For each line below that holds the word "DashMap", make a copy.

(SOURCE DATA Opens)

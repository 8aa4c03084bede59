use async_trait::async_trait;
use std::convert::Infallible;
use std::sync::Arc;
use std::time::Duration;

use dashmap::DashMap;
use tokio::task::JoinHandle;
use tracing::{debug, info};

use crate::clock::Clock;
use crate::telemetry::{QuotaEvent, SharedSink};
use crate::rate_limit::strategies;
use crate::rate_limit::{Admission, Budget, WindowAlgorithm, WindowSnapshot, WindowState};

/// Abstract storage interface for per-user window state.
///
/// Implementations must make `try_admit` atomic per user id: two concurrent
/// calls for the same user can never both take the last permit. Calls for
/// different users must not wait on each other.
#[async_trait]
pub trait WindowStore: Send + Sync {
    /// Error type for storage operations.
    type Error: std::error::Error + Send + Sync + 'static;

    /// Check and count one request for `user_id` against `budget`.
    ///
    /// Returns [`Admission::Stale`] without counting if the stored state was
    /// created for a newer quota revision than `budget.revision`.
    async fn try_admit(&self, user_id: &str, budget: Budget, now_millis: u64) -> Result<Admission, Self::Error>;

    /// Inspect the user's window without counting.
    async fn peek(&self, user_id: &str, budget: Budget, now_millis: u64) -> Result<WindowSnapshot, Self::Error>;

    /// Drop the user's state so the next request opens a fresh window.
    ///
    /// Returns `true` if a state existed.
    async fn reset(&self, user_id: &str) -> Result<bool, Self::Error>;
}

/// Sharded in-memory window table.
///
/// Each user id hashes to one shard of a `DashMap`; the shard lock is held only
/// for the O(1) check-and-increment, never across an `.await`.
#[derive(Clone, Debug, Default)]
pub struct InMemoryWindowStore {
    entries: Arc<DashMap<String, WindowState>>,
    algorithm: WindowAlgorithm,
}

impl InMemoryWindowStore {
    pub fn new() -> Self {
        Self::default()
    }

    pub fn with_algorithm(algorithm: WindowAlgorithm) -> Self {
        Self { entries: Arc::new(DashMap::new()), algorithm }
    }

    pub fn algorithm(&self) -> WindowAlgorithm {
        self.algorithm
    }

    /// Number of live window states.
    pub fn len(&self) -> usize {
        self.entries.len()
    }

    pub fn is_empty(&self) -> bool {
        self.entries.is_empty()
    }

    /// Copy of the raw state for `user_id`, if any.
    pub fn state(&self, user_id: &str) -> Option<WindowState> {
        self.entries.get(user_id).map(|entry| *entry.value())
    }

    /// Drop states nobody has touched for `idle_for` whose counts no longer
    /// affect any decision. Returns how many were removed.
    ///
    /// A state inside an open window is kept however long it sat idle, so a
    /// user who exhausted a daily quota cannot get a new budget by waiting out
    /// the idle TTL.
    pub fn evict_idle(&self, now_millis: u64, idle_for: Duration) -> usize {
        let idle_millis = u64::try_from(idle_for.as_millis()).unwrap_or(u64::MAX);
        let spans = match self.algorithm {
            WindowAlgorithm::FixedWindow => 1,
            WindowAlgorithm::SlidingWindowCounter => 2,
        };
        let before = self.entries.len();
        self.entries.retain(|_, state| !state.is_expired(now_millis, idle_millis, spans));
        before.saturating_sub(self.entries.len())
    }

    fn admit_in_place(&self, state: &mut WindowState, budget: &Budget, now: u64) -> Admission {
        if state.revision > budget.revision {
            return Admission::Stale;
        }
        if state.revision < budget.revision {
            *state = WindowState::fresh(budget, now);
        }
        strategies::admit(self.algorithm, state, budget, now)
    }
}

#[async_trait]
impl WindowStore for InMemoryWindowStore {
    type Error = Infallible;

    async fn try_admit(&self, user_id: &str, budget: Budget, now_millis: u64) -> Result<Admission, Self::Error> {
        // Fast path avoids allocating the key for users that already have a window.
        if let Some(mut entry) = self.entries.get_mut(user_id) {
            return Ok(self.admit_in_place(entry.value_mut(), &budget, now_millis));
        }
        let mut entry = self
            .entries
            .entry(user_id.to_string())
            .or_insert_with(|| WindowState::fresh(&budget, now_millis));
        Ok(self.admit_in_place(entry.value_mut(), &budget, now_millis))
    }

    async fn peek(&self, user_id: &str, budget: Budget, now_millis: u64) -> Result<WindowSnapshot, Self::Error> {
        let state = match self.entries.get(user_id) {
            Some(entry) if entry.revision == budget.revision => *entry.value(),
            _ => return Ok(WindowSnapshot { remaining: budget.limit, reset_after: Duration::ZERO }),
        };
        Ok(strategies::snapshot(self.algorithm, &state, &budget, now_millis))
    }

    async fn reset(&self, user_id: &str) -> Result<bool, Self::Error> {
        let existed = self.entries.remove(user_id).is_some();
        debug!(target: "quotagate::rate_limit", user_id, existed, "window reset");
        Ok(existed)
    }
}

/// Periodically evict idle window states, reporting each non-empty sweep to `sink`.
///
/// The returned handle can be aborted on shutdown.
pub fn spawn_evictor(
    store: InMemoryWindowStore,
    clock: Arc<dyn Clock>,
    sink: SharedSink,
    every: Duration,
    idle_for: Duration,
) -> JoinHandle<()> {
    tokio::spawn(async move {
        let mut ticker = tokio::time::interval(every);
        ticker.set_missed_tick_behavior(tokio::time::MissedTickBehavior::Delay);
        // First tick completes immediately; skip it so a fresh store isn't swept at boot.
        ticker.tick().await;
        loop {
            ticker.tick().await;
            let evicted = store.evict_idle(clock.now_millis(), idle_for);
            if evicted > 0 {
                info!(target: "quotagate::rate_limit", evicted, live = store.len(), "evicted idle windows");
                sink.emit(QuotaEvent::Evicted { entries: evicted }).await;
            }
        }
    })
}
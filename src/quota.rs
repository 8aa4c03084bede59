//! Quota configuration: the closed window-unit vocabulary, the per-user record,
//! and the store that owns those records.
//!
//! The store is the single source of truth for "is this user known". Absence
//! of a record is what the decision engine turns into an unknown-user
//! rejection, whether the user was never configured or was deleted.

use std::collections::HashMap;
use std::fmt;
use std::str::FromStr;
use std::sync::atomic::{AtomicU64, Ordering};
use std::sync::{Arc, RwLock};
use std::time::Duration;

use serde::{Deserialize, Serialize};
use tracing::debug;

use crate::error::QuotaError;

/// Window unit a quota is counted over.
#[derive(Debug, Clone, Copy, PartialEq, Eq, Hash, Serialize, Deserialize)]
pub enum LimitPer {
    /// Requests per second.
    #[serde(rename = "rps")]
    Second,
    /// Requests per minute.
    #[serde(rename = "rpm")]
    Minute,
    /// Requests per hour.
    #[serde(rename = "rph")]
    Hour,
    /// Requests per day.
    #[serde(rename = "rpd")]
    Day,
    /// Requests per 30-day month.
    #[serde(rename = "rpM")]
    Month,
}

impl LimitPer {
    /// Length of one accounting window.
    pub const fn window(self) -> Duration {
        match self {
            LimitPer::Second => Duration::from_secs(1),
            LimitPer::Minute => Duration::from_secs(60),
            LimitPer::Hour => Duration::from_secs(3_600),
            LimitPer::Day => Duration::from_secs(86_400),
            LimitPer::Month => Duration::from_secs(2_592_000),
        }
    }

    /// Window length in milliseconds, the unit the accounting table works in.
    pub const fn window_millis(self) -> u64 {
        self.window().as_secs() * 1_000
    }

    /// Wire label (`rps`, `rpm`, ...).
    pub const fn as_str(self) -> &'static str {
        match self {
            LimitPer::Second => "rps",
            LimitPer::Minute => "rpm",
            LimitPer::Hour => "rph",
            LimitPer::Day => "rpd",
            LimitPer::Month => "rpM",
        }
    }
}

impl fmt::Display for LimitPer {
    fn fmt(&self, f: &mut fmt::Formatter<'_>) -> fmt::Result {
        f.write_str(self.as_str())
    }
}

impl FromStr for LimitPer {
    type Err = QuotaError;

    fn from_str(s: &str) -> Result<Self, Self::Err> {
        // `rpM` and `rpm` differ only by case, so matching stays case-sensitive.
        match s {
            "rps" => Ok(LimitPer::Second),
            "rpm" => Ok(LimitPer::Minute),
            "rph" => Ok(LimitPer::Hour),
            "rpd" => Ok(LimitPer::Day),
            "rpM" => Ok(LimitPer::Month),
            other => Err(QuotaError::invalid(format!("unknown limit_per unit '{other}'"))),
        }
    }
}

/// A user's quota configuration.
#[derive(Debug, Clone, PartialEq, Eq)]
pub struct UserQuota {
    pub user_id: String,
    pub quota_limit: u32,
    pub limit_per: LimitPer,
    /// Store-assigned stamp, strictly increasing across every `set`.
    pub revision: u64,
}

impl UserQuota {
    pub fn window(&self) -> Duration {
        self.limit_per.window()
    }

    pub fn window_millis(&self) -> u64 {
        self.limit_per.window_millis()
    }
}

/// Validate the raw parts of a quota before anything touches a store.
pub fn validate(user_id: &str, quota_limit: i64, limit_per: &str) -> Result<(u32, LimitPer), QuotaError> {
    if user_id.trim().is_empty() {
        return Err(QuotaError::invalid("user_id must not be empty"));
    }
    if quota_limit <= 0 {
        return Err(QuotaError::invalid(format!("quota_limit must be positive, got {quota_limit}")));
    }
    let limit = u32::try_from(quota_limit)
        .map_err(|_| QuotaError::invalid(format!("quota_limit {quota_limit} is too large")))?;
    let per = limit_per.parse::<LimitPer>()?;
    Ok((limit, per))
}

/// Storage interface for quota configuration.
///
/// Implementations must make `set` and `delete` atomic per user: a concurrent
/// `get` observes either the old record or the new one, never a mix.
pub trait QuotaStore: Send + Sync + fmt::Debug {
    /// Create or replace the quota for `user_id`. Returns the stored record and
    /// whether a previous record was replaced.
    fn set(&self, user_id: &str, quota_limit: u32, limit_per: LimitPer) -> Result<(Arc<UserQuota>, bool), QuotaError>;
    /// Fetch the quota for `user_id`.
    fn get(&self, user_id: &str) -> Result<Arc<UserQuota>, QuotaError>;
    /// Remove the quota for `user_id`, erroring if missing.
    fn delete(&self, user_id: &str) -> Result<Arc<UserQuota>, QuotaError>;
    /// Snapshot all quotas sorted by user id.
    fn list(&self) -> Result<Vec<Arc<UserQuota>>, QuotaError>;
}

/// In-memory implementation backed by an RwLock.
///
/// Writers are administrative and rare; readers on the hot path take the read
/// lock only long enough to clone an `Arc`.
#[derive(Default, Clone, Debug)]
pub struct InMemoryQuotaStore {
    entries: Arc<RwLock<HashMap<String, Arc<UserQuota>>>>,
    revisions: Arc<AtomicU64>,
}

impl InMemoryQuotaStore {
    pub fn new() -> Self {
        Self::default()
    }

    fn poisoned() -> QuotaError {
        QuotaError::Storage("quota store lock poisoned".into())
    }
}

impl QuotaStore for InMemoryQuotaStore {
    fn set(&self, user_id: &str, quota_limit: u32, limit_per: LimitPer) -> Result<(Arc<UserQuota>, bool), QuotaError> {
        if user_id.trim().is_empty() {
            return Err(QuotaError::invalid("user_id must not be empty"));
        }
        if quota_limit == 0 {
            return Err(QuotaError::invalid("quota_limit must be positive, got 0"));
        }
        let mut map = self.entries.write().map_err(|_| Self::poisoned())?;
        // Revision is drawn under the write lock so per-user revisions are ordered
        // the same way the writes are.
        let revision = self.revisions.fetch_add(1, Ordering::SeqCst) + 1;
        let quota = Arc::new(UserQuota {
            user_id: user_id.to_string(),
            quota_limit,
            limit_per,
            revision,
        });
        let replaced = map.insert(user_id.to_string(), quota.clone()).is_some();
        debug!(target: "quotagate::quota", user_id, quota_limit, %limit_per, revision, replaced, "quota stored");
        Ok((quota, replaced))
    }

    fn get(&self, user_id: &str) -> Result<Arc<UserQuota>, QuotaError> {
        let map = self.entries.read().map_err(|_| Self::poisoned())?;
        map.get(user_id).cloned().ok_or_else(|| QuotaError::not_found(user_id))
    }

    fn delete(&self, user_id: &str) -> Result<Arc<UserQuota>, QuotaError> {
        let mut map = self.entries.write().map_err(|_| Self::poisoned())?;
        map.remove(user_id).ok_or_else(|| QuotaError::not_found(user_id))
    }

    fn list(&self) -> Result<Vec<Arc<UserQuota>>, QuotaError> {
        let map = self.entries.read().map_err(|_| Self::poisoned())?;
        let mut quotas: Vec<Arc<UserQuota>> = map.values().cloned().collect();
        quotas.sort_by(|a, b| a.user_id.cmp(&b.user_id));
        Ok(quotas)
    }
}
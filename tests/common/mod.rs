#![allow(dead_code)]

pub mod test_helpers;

(SOURCE DATA Closes)

(RESULT BELOW):
use dashmap::DashMap;
/// Each user id hashes to one shard of a `DashMap`; the shard lock is held only
    entries: Arc<DashMap<String, WindowState>>,
        Self { entries: Arc::new(DashMap::new()), algorithm }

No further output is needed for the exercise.